You’ve just closed the deal. It’s a new manufacturing account that you spent hours and hours researching and putting together. You’re happy. It’s time to enjoy the success and celebrate a little, right?
If you’re inclined towards optimism, that’s likely how you’ll feel. But if you’re prone to a pessimistic view, instead of happily enjoying the success, you might be telling yourself, “I just got lucky.” (It wasn’t my efforts – it was fate. This was the exception – things usually don’t work out well. It’s a winning streak – one that’s not going to last.)
A pretty miserable way to celebrate a win.
And if you’re prone to pessimistic views, instead of letting go and moving on when a sale doesn’t work out, you get stuck rethinking all the details, and seeing it as a failure that’s personal, pervasive and permanent.
In his book, Learned Optimism, Martin Seligman, former President of the American Psychological Association and founder of the Positive Psychology movement, writes about common patterns of thinking that can lead to a chronic sense of discouragement
When sales people and others get stuck in negative slumps, he explains, it’s because we are addicted to the wrong attitudes. When things go wrong, our minds interpret these events as failures.
We process our experiences by telling ourselves the negative results are due to 3 things:
- Whatever happened to us was personal – It was our fault and ours entirely.
- That the failure is pervasive – it wasn’t just that instance when things went wrong, it’s endemic, typical of our very being.
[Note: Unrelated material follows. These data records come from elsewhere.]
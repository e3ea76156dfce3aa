//! NDJSON line framing for the peer node's output streams.
//!
//! Wraps [`tokio_util::codec::LinesCodec`], which keeps any trailing partial
//! line in the read buffer until the rest of it arrives. A JSON object split
//! across two reads is therefore reassembled before it is decoded.
//!
//! On top of the inner codec, [`NodeCodec`] drops blank and whitespace-only
//! lines so every item it yields is a candidate for JSON decoding, and skips
//! oversized or non-UTF-8 lines instead of failing the stream.

use std::io::ErrorKind;

use bytes::BytesMut;
use tokio_util::codec::{Decoder, LinesCodec, LinesCodecError};
use tracing::warn;

use crate::node::LOG_NAMESPACE;
use crate::{AppError, Result};

/// Maximum line length accepted from the node: 1 MiB.
///
/// A longer line is logged and discarded up to its terminating newline;
/// framing resumes with the next line.
pub const MAX_LINE_BYTES: usize = 1_048_576;

/// Line framer for the node's stdout and stderr streams.
///
/// Use it as the codec parameter of [`tokio_util::codec::FramedRead`].
///
/// ```rust,ignore
/// use tokio_util::codec::FramedRead;
/// use peer_bridge::node::codec::NodeCodec;
///
/// let lines = FramedRead::new(child_stdout, NodeCodec::new());
/// ```
#[derive(Debug)]
pub struct NodeCodec(LinesCodec);

impl NodeCodec {
    /// Create a new `NodeCodec` with the default [`MAX_LINE_BYTES`] limit.
    #[must_use]
    pub fn new() -> Self {
        Self(LinesCodec::new_with_max_length(MAX_LINE_BYTES))
    }
}

impl Default for NodeCodec {
    fn default() -> Self {
        Self::new()
    }
}

impl Decoder for NodeCodec {
    type Item = String;
    type Error = AppError;

    /// Decode the next non-blank line from `src`.
    ///
    /// Returns `Ok(None)` while `src` holds no complete line; the partial
    /// fragment stays buffered for the next call.
    fn decode(&mut self, src: &mut BytesMut) -> Result<Option<Self::Item>> {
        loop {
            match self.0.decode(src) {
                Ok(Some(line)) if line.trim().is_empty() => {}
                Ok(other) => return Ok(other),
                Err(e) => skip_unreadable(e)?,
            }
        }
    }

    /// Decode remaining lines once the stream reaches EOF.
    ///
    /// A final fragment without a trailing newline is still yielded.
    fn decode_eof(&mut self, src: &mut BytesMut) -> Result<Option<Self::Item>> {
        loop {
            match self.0.decode_eof(src) {
                Ok(Some(line)) if line.trim().is_empty() => {}
                Ok(other) => return Ok(other),
                Err(e) => skip_unreadable(e)?,
            }
        }
    }
}

/// Log and swallow a line that cannot be framed; the inner codec has already
/// consumed it. Any other failure ends the stream.
fn skip_unreadable(e: LinesCodecError) -> Result<()> {
    match e {
        LinesCodecError::MaxLineLengthExceeded => {
            warn!(
                namespace = LOG_NAMESPACE,
                max_bytes = MAX_LINE_BYTES,
                "skipping oversized node output line"
            );
            Ok(())
        }
        LinesCodecError::Io(io_err) if io_err.kind() == ErrorKind::InvalidData => {
            warn!(namespace = LOG_NAMESPACE, error = %io_err, "skipping non-UTF-8 node output line");
            Ok(())
        }
        LinesCodecError::Io(io_err) => Err(AppError::Io(io_err.to_string())),
    }
}
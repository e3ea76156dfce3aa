//! Peer node process spawner.
//!
//! Launches the external peer node with:
//! - `--port <p> --name <n>` and, when a credential is configured,
//!   `--private-key <k>`.
//! - All three stdio streams piped.
//! - `kill_on_drop(false)`: the node owns its graceful shutdown, so releasing
//!   the handle never kills it.
//!
//! The executable is checked before spawning so a bad path surfaces as
//! [`AppError::Spawn`] rather than an opaque OS error.

use std::env;
use std::path::{Path, PathBuf};
use std::process::Stdio;

use tokio::process::{Child, ChildStderr, ChildStdin, ChildStdout, Command};
use tokio::sync::mpsc;
use tokio::task::JoinHandle;
use tokio_util::sync::CancellationToken;
use tracing::{info, warn};

use crate::node::event::NodeSignal;
use crate::node::LOG_NAMESPACE;
use crate::{AppError, Result};

// ── Configuration ────────────────────────────────────────────────────────────

/// Configuration for launching one peer node.
#[derive(Clone, PartialEq, Eq)]
pub struct NodeConfig {
    /// Path to the node executable. A bare file name is looked up on `PATH`.
    pub binary_path: PathBuf,
    /// Network port passed as `--port` and in the initial `connect` command.
    pub port: u16,
    /// Node name passed as `--name`.
    pub name: String,
    /// Optional credential passed as `--private-key`.
    pub private_key: Option<String>,
}

impl std::fmt::Debug for NodeConfig {
    fn fmt(&self, f: &mut std::fmt::Formatter<'_>) -> std::fmt::Result {
        f.debug_struct("NodeConfig")
            .field("binary_path", &self.binary_path)
            .field("port", &self.port)
            .field("name", &self.name)
            .field("private_key", &self.private_key.as_ref().map(|_| "<redacted>"))
            .finish()
    }
}

impl NodeConfig {
    /// Command-line arguments for the node, in launch order.
    #[must_use]
    pub fn args(&self) -> Vec<String> {
        let mut args = vec![
            "--port".to_owned(),
            self.port.to_string(),
            "--name".to_owned(),
            self.name.clone(),
        ];
        if let Some(key) = &self.private_key {
            args.push("--private-key".to_owned());
            args.push(key.clone());
        }
        args
    }
}

// ── Process handle ───────────────────────────────────────────────────────────

/// A freshly launched node with its stdio captured.
#[derive(Debug)]
pub struct NodeProcess {
    /// Child handle, handed to [`monitor_exit`].
    pub child: Child,
    /// Node input, handed to the writer task.
    pub stdin: ChildStdin,
    /// Node output, handed to the stdout reader task.
    pub stdout: ChildStdout,
    /// Node diagnostics, handed to the stderr reader task.
    pub stderr: ChildStderr,
}

// ── Spawner ──────────────────────────────────────────────────────────────────

/// Verify that `path` names an existing, executable regular file.
///
/// A path without a directory component is resolved against `PATH`.
///
/// # Errors
///
/// Returns [`AppError::Spawn`] if the file is missing, is not a regular
/// file, or lacks execute permission.
pub fn resolve_executable(path: &Path) -> Result<PathBuf> {
    let candidate = if path.components().count() == 1 && !path.is_absolute() {
        search_path(path).ok_or_else(|| {
            AppError::Spawn(format!("node executable not found on PATH: {}", path.display()))
        })?
    } else {
        path.to_path_buf()
    };

    let metadata = std::fs::metadata(&candidate).map_err(|err| {
        AppError::Spawn(format!("node executable {} unavailable: {err}", candidate.display()))
    })?;

    if !metadata.is_file() {
        return Err(AppError::Spawn(format!(
            "node executable {} is not a file",
            candidate.display()
        )));
    }

    if !is_executable(&metadata) {
        return Err(AppError::Spawn(format!(
            "node executable {} is not executable",
            candidate.display()
        )));
    }

    Ok(candidate)
}

/// Launch the peer node described by `config`.
///
/// Must be called from within a tokio runtime.
///
/// # Errors
///
/// - [`AppError::Spawn`]: the executable failed [`resolve_executable`].
/// - [`AppError::Launch`]: the OS refused to create the process, or a stdio
///   pipe could not be captured.
pub fn spawn_node(config: &NodeConfig) -> Result<NodeProcess> {
    let program = resolve_executable(&config.binary_path)?;

    info!(
        namespace = LOG_NAMESPACE,
        program = %program.display(),
        port = config.port,
        name = %config.name,
        private_key = config.private_key.is_some(),
        "starting peer node"
    );

    let mut child = Command::new(&program)
        .args(config.args())
        .stdin(Stdio::piped())
        .stdout(Stdio::piped())
        .stderr(Stdio::piped())
        .kill_on_drop(false)
        .spawn()
        .map_err(|err| AppError::Launch(format!("failed to spawn peer node: {err}")))?;

    let stdin = child
        .stdin
        .take()
        .ok_or_else(|| AppError::Launch("failed to capture node stdin".into()))?;
    let stdout = child
        .stdout
        .take()
        .ok_or_else(|| AppError::Launch("failed to capture node stdout".into()))?;
    let stderr = child
        .stderr
        .take()
        .ok_or_else(|| AppError::Launch("failed to capture node stderr".into()))?;

    Ok(NodeProcess {
        child,
        stdin,
        stdout,
        stderr,
    })
}

// ── Exit monitor ─────────────────────────────────────────────────────────────

/// Spawn a background task that awaits node exit and reports it as
/// [`NodeSignal::Exited`] (or [`NodeSignal::WaitFailed`]).
///
/// When `cancel` fires first the task returns without reporting; the bridge
/// has already released the node and its exit is no longer of interest.
#[must_use]
pub fn monitor_exit(
    mut child: Child,
    signal_tx: mpsc::Sender<NodeSignal>,
    cancel: CancellationToken,
) -> JoinHandle<()> {
    tokio::spawn(async move {
        tokio::select! {
            result = child.wait() => {
                let signal = match result {
                    Ok(status) => {
                        info!(namespace = LOG_NAMESPACE, exit_code = ?status.code(), "peer node exited");
                        NodeSignal::Exited { code: status.code() }
                    }
                    Err(err) => {
                        warn!(namespace = LOG_NAMESPACE, %err, "error waiting for peer node process");
                        NodeSignal::WaitFailed { reason: err.to_string() }
                    }
                };

                if signal_tx.send(signal).await.is_err() {
                    warn!(namespace = LOG_NAMESPACE, "signal channel closed before node exit could be delivered");
                }
            }
            () = cancel.cancelled() => {
                info!(namespace = LOG_NAMESPACE, "exit monitor: node released, no longer watching");
            }
        }
    })
}

// ── Private helpers ──────────────────────────────────────────────────────────

fn search_path(name: &Path) -> Option<PathBuf> {
    let paths = env::var_os("PATH")?;
    env::split_paths(&paths)
        .map(|dir| dir.join(name))
        .find(|candidate| candidate.is_file())
}

#[cfg(unix)]
fn is_executable(metadata: &std::fs::Metadata) -> bool {
    use std::os::unix::fs::PermissionsExt;
    metadata.permissions().mode() & 0o111 != 0
}

#[cfg(not(unix))]
fn is_executable(_metadata: &std::fs::Metadata) -> bool {
    true
}
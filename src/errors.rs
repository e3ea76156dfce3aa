//! Error types shared across the application.

use std::fmt::{Display, Formatter};

/// Shared application result type.
pub type Result<T> = std::result::Result<T, AppError>;

/// Application error enumeration covering all bridge failure modes.
#[derive(Debug)]
pub enum AppError {
    /// Configuration parsing or validation failure.
    Config(String),
    /// Node executable is missing or not executable; checked before spawning.
    Spawn(String),
    /// The operating system refused to create the node process.
    Launch(String),
    /// A single line of node output could not be decoded into an event.
    Decode(String),
    /// The node reported an error or exited abnormally.
    Process(String),
    /// A command was issued while no node process is running.
    Command(String),
    /// File-system or I/O operation failure.
    Io(String),
}

impl Display for AppError {
    fn fmt(&self, f: &mut Formatter<'_>) -> std::fmt::Result {
        match self {
            Self::Config(msg) => write!(f, "config: {msg}"),
            Self::Spawn(msg) => write!(f, "spawn: {msg}"),
            Self::Launch(msg) => write!(f, "launch: {msg}"),
            Self::Decode(msg) => write!(f, "decode: {msg}"),
            Self::Process(msg) => write!(f, "process: {msg}"),
            Self::Command(msg) => write!(f, "command: {msg}"),
            Self::Io(msg) => write!(f, "io: {msg}"),
        }
    }
}

impl std::error::Error for AppError {}

impl From<std::io::Error> for AppError {
    fn from(err: std::io::Error) -> Self {
        Self::Io(err.to_string())
    }
}

impl From<toml::de::Error> for AppError {
    fn from(err: toml::de::Error) -> Self {
        Self::Config(format!("invalid config: {err}"))
    }
}

/// Runtime failure of a live node, fanned out to error subscribers.
///
/// Unlike [`AppError`] this type is `Clone` so a single failure can be
/// delivered to every subscriber of the error channel.
#[derive(Debug, Clone, PartialEq, Eq)]
pub enum ProcessError {
    /// The node emitted an `error` event.
    Reported {
        /// Message text carried by the event.
        message: String,
    },
    /// The node exited without being asked to; `None` means killed by a signal.
    Exited {
        /// Process exit code, if any.
        code: Option<i32>,
    },
    /// Waiting on the child process failed at the OS level.
    Wait {
        /// OS error description.
        reason: String,
    },
}

impl Display for ProcessError {
    fn fmt(&self, f: &mut Formatter<'_>) -> std::fmt::Result {
        match self {
            Self::Reported { message } => write!(f, "node reported: {message}"),
            Self::Exited { code: Some(code) } => write!(f, "node exited with code {code}"),
            Self::Exited { code: None } => write!(f, "node terminated by signal"),
            Self::Wait { reason } => write!(f, "wait error: {reason}"),
        }
    }
}

impl std::error::Error for ProcessError {}

impl From<ProcessError> for AppError {
    fn from(err: ProcessError) -> Self {
        Self::Process(err.to_string())
    }
}
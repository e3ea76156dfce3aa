//! Inbound events emitted by the peer node on stdout.
//!
//! # Known inbound types
//!
//! | `type`            | Maps to                            |
//! |-------------------|------------------------------------|
//! | `ready`           | [`NodeEvent::Ready`]               |
//! | `message`         | [`NodeEvent::Message`]             |
//! | `error`           | [`NodeEvent::Error`]               |
//! | `log`             | [`NodeEvent::Log`]                 |
//! | `peer_discovered` | [`NodeEvent::PeerDiscovered`]      |
//! | *(any other)*     | Skipped; logged at `DEBUG`         |

use std::collections::BTreeSet;
use std::fmt::{Display, Formatter};
use std::str::FromStr;

use serde::Deserialize;
use serde_json::Value;
use tracing::debug;

use crate::{AppError, Result};

/// Opaque peer identity assigned by the node once it is ready.
#[derive(Debug, Clone, PartialEq, Eq, Hash, PartialOrd, Ord)]
pub struct PeerId(String);

impl PeerId {
    /// Wrap a raw peer id string.
    #[must_use]
    pub fn new(id: impl Into<String>) -> Self {
        Self(id.into())
    }

    /// Borrow the raw id.
    #[must_use]
    pub fn as_str(&self) -> &str {
        &self.0
    }
}

impl Display for PeerId {
    fn fmt(&self, f: &mut Formatter<'_>) -> std::fmt::Result {
        f.write_str(&self.0)
    }
}

impl From<&str> for PeerId {
    fn from(id: &str) -> Self {
        Self::new(id)
    }
}

/// Severity of a `log` event forwarded by the node.
#[derive(Debug, Clone, Copy, PartialEq, Eq)]
pub enum LogLevel {
    /// Verbose diagnostics.
    Debug,
    /// Routine information.
    Info,
    /// Recoverable problem.
    Warn,
    /// Failure.
    Error,
}

impl FromStr for LogLevel {
    type Err = AppError;

    fn from_str(s: &str) -> Result<Self> {
        match s.to_ascii_lowercase().as_str() {
            "debug" => Ok(Self::Debug),
            "info" => Ok(Self::Info),
            "warn" => Ok(Self::Warn),
            "error" => Ok(Self::Error),
            other => Err(AppError::Decode(format!("unknown log level: {other}"))),
        }
    }
}

/// A decoded event from the node's stdout.
///
/// The variant fully determines which fields are present; lines whose
/// required fields are missing never become a `NodeEvent`.
#[derive(Debug, Clone, PartialEq)]
pub enum NodeEvent {
    /// The node joined the network and reports its identity.
    Ready {
        /// Identity assigned to this node.
        peer_id: PeerId,
    },
    /// A payload arrived from another peer.
    Message {
        /// Sending peer.
        from: PeerId,
        /// Opaque JSON payload.
        data: Value,
    },
    /// The node reported a runtime error.
    Error {
        /// Error text.
        message: String,
    },
    /// A structured log record originating inside the node.
    Log {
        /// Record severity.
        level: LogLevel,
        /// Subsystem of the node that produced the record.
        namespace: String,
        /// Record text.
        message: String,
        /// Optional structured metadata.
        meta: Option<Value>,
    },
    /// Another peer was discovered on the network.
    PeerDiscovered {
        /// Identity of the discovered peer.
        peer_id: PeerId,
        /// Topics the peer advertises.
        topics: BTreeSet<String>,
    },
}

// ── Wire types ────────────────────────────────────────────────────────────────

#[derive(Debug, Deserialize)]
struct Envelope {
    #[serde(rename = "type")]
    kind: String,
}

#[derive(Debug, Deserialize)]
struct ReadyFields {
    #[serde(rename = "peerId")]
    peer_id: Option<String>,
}

#[derive(Debug, Deserialize)]
struct MessageFields {
    from: Option<String>,
    data: Option<Value>,
}

#[derive(Debug, Deserialize)]
struct ErrorFields {
    message: Option<String>,
}

#[derive(Debug, Deserialize)]
struct LogFields {
    level: Option<String>,
    namespace: Option<String>,
    #[serde(default)]
    message: String,
    meta: Option<Value>,
}

#[derive(Debug, Deserialize)]
struct PeerDiscoveredFields {
    #[serde(rename = "peerId")]
    peer_id: Option<String>,
    #[serde(default)]
    topics: BTreeSet<String>,
}

// ── Public API ────────────────────────────────────────────────────────────────

/// Decode one framed line of node output into a [`NodeEvent`].
///
/// - `Ok(Some(event))`: a recognised, complete event.
/// - `Ok(None)`: a blank line or an unrecognised `type`.
/// - `Err(AppError::Decode(..))`: not a JSON object with a string `type`,
///   or a known type with a required field missing.
///
/// # Errors
///
/// Returns [`AppError::Decode`] as described above. The error is scoped to
/// this one line; callers log it and continue with the next line.
pub fn parse_event_line(line: &str) -> Result<Option<NodeEvent>> {
    if line.trim().is_empty() {
        return Ok(None);
    }

    let value: Value =
        serde_json::from_str(line).map_err(|e| AppError::Decode(format!("malformed json: {e}")))?;
    let envelope: Envelope = Envelope::deserialize(&value)
        .map_err(|e| AppError::Decode(format!("missing event type: {e}")))?;

    match envelope.kind.as_str() {
        "ready" => decode_ready(&value).map(Some),
        "message" => decode_message(&value).map(Some),
        "error" => decode_error(&value).map(Some),
        "log" => decode_log(&value).map(Some),
        "peer_discovered" => decode_peer_discovered(&value).map(Some),
        other => {
            debug!(event_type = other, "skipping unknown node event type");
            Ok(None)
        }
    }
}

// ── Private helpers ───────────────────────────────────────────────────────────

fn fields<'de, T: Deserialize<'de>>(value: &'de Value, kind: &str) -> Result<T> {
    T::deserialize(value).map_err(|e| AppError::Decode(format!("invalid {kind} event: {e}")))
}

fn required(field: Option<String>, kind: &str, name: &str) -> Result<String> {
    field
        .filter(|v| !v.is_empty())
        .ok_or_else(|| AppError::Decode(format!("missing required field: `{name}` in {kind} event")))
}

fn decode_ready(value: &Value) -> Result<NodeEvent> {
    let f: ReadyFields = fields(value, "ready")?;
    Ok(NodeEvent::Ready {
        peer_id: PeerId(required(f.peer_id, "ready", "peerId")?),
    })
}

fn decode_message(value: &Value) -> Result<NodeEvent> {
    let f: MessageFields = fields(value, "message")?;
    let from = required(f.from, "message", "from")?;
    let data = f
        .data
        .filter(|d| !d.is_null())
        .ok_or_else(|| AppError::Decode("missing required field: `data` in message event".into()))?;
    Ok(NodeEvent::Message {
        from: PeerId(from),
        data,
    })
}

fn decode_error(value: &Value) -> Result<NodeEvent> {
    let f: ErrorFields = fields(value, "error")?;
    Ok(NodeEvent::Error {
        message: required(f.message, "error", "message")?,
    })
}

fn decode_log(value: &Value) -> Result<NodeEvent> {
    let f: LogFields = fields(value, "log")?;
    let level = required(f.level, "log", "level")?.parse()?;
    Ok(NodeEvent::Log {
        level,
        namespace: required(f.namespace, "log", "namespace")?,
        message: f.message,
        meta: f.meta.filter(|m| !m.is_null()),
    })
}

fn decode_peer_discovered(value: &Value) -> Result<NodeEvent> {
    let f: PeerDiscoveredFields = fields(value, "peer_discovered")?;
    Ok(NodeEvent::PeerDiscovered {
        peer_id: PeerId(required(f.peer_id, "peer_discovered", "peerId")?),
        topics: f.topics,
    })
}

/// Everything the supervisor tasks report to the event dispatcher.
#[derive(Debug, Clone, PartialEq)]
pub enum NodeSignal {
    /// A decoded stdout event.
    Event(NodeEvent),
    /// The process exited; `None` means it was killed by a signal.
    Exited {
        /// Process exit code, if any.
        code: Option<i32>,
    },
    /// Waiting on the process failed at the OS level.
    WaitFailed {
        /// OS error description.
        reason: String,
    },
}
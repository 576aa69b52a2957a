//! Object model
//!
//! Scopes (classes, modules, singleton classes), instances, methods and
//! their signatures. This is the host the memoizer wraps methods in:
//! method tables can be rewritten at setup time, signatures and visibility
//! are declared up front, and every instance knows whether it is frozen.

mod args;
mod instance;
mod method;
mod scope;
mod signature;

pub use args::{Arg, Args, Block};
pub use instance::{Instance, InstanceId};
pub use method::{CallContext, Callable, Invocation, Method, MethodBody};
pub use scope::{FreezeHook, Scope, ScopeId, ScopeKind};
pub use signature::{ArityKind, KeywordParam, Signature, Visibility};
//! Storage module for memo
//!
//! - `json`: JSON - 설정 파일 저장/로드

mod json;

// JSON Storage (범용)
pub use json::{JsonStore, APP_DIR};
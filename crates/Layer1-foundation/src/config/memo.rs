//! Memo Config - 메모이제이션 동작 설정
//!
//! 글로벌(~/.config/memo/memo.json) + 프로젝트(.memo/memo.json) 순서로 로드

use crate::storage::JsonStore;
use crate::Result;
use serde::{Deserialize, Serialize};

/// 설정 파일명
pub const MEMO_CONFIG_FILE: &str = "memo.json";

/// Memoization behavior configuration
#[derive(Debug, Clone, PartialEq, Eq, Serialize, Deserialize)]
#[serde(rename_all = "camelCase")]
pub struct MemoConfig {
    /// Warm every memoized method of an instance right before it freezes
    #[serde(default = "default_true")]
    pub prime_on_freeze: bool,

    /// Treat a trailing boolean `true` as a reload marker for methods with
    /// parameters. The reload token is always recognized.
    #[serde(default = "default_true")]
    pub reload_on_true: bool,

    /// Record where `memoize` was called, for `BlockNotSupported` messages
    #[serde(default = "default_true")]
    pub capture_declaration_site: bool,

    /// Emit a trace event for every hit, miss and skipped write
    #[serde(default)]
    pub trace_calls: bool,
}

fn default_true() -> bool {
    true
}

impl Default for MemoConfig {
    fn default() -> Self {
        Self {
            prime_on_freeze: true,
            reload_on_true: true,
            capture_declaration_site: true,
            trace_calls: false,
        }
    }
}

impl MemoConfig {
    pub fn new() -> Self {
        Self::default()
    }

    /// Only the reload token forces recomputation
    pub fn strict() -> Self {
        Self {
            reload_on_true: false,
            ..Self::default()
        }
    }

    /// Freezing does not prime caches and nothing is traced
    pub fn quiet() -> Self {
        Self {
            prime_on_freeze: false,
            capture_declaration_site: false,
            trace_calls: false,
            ..Self::default()
        }
    }

    // ========================================================================
    // Load / Save
    // ========================================================================

    /// 글로벌 + 프로젝트 로드 (프로젝트 우선)
    pub fn load() -> Result<Self> {
        let mut config = Self::new();

        // 1. 글로벌 설정
        if let Ok(global) = JsonStore::global() {
            if let Some(global_config) = global.load_optional::<MemoConfig>(MEMO_CONFIG_FILE)? {
                config = global_config;
            }
        }

        // 2. 프로젝트 설정
        if let Ok(project) = JsonStore::current_project() {
            if let Some(project_config) = project.load_optional::<MemoConfig>(MEMO_CONFIG_FILE)? {
                config = project_config;
            }
        }

        Ok(config)
    }

    /// 지정한 저장소에서 로드 (없으면 기본값)
    pub fn load_from(store: &JsonStore) -> Result<Self> {
        Ok(store
            .load_optional::<MemoConfig>(MEMO_CONFIG_FILE)?
            .unwrap_or_default())
    }

    /// 지정한 저장소에 저장
    pub fn save(&self, store: &JsonStore) -> Result<()> {
        store.save(MEMO_CONFIG_FILE, self)
    }
}
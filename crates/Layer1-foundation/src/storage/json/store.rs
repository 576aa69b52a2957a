//! JSON 파일 저장소 - 설정 파일 한 디렉토리 단위

use crate::{Error, Result};
use serde::{de::DeserializeOwned, Serialize};
use std::fs;
use std::path::{Path, PathBuf};
use tracing::debug;

/// 글로벌/프로젝트 설정 디렉토리 이름
pub const APP_DIR: &str = "memo";

/// 한 디렉토리 아래의 JSON 파일들
#[derive(Debug, Clone, PartialEq, Eq)]
pub struct JsonStore {
    dir: PathBuf,
}

impl JsonStore {
    pub fn new(dir: impl Into<PathBuf>) -> Self {
        Self { dir: dir.into() }
    }

    /// 글로벌 설정 (~/.config/memo/)
    pub fn global() -> Result<Self> {
        dirs::config_dir()
            .map(|dir| Self::new(dir.join(APP_DIR)))
            .ok_or_else(|| Error::Config("no config directory on this platform".to_string()))
    }

    /// 프로젝트 설정 (<root>/.memo/)
    pub fn project(root: impl AsRef<Path>) -> Self {
        Self::new(root.as_ref().join(format!(".{}", APP_DIR)))
    }

    /// 현재 디렉토리 기준 프로젝트 설정
    pub fn current_project() -> Result<Self> {
        Ok(Self::project(std::env::current_dir()?))
    }

    pub fn dir(&self) -> &Path {
        &self.dir
    }

    pub fn path_of(&self, filename: &str) -> PathBuf {
        self.dir.join(filename)
    }

    pub fn contains(&self, filename: &str) -> bool {
        self.path_of(filename).is_file()
    }

    /// 파일을 읽어 역직렬화; 파싱 실패는 경로를 담은 Config 에러
    pub fn load<T: DeserializeOwned>(&self, filename: &str) -> Result<T> {
        let path = self.path_of(filename);
        let text = fs::read_to_string(&path)?;
        let value = serde_json::from_str(&text)
            .map_err(|e| Error::Config(format!("{}: {}", path.display(), e)))?;
        debug!(path = %path.display(), "json loaded");
        Ok(value)
    }

    /// 파일이 없으면 `None`
    pub fn load_optional<T: DeserializeOwned>(&self, filename: &str) -> Result<Option<T>> {
        if !self.contains(filename) {
            return Ok(None);
        }
        self.load(filename).map(Some)
    }

    /// 디렉토리가 없으면 만든 뒤 pretty JSON 으로 저장
    pub fn save<T: Serialize>(&self, filename: &str, data: &T) -> Result<()> {
        fs::create_dir_all(&self.dir)?;
        let path = self.path_of(filename);
        fs::write(&path, serde_json::to_string_pretty(data)?)?;
        debug!(path = %path.display(), "json saved");
        Ok(())
    }
}

#[cfg(test)]
mod tests {
    use super::*;
    use serde::Deserialize;
    use tempfile::tempdir;

    #[derive(Debug, Serialize, Deserialize, PartialEq)]
    struct Sample {
        name: String,
    }

    #[test]
    fn test_project_dir_name() {
        let store = JsonStore::project("/tmp/work");
        assert!(store.dir().ends_with(".memo"));
    }

    #[test]
    fn test_save_then_load_optional() {
        let temp = tempdir().unwrap();
        let store = JsonStore::new(temp.path().join("nested"));

        assert!(store.load_optional::<Sample>("sample.json").unwrap().is_none());

        let sample = Sample {
            name: "memo".to_string(),
        };
        store.save("sample.json", &sample).unwrap();
        assert!(store.contains("sample.json"));
        assert_eq!(store.load_optional::<Sample>("sample.json").unwrap(), Some(sample));
    }

    #[test]
    fn test_parse_failure_is_config_error() {
        let temp = tempdir().unwrap();
        fs::write(temp.path().join("bad.json"), "{ not json").unwrap();
        let store = JsonStore::new(temp.path());

        let err = store.load::<Sample>("bad.json").unwrap_err();
        assert!(matches!(err, Error::Config(_)));
        assert!(err.to_string().contains("bad.json"));
    }

    #[test]
    fn test_missing_file_is_io_error() {
        let temp = tempdir().unwrap();
        let store = JsonStore::new(temp.path());
        assert!(matches!(store.load::<Sample>("none.json"), Err(Error::Io(_))));
    }
}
We’re always messing up.
- That disappointments and problems are permanent – something that we’ll never shake off, never get rid of.
These patterns of negative self-referential thinking easily become entrenched habits that we’re not even aware of. Whenever things go wrong we sing the same song to ourselves: “It’s my fault. I’m always screwing up and I always will be.”
And worse yet, we don’t even realize how our minds are continually dressing up and coloring our experiences. We make these habitual assumptions almost instantly. It’s a feeling we have – we don’t say these things out loud, but we feel them.
Win or lose, we rely on the same explanatory style to support our largely unconscious tendencies towards pessimism. Seeing our explanatory style in action is the first important step to turning things around. Next time you experience a win or a loss, a success or a failure, pay attention to what you’re thinking and how it feels.
Once we get familiar with these patterns of thinking, we can ask ourselves if they’re true or not – and of course they’re not accurate assessments. It’s never all our fault. Neither success nor failure is all pervasive. And nothing is ever permanent.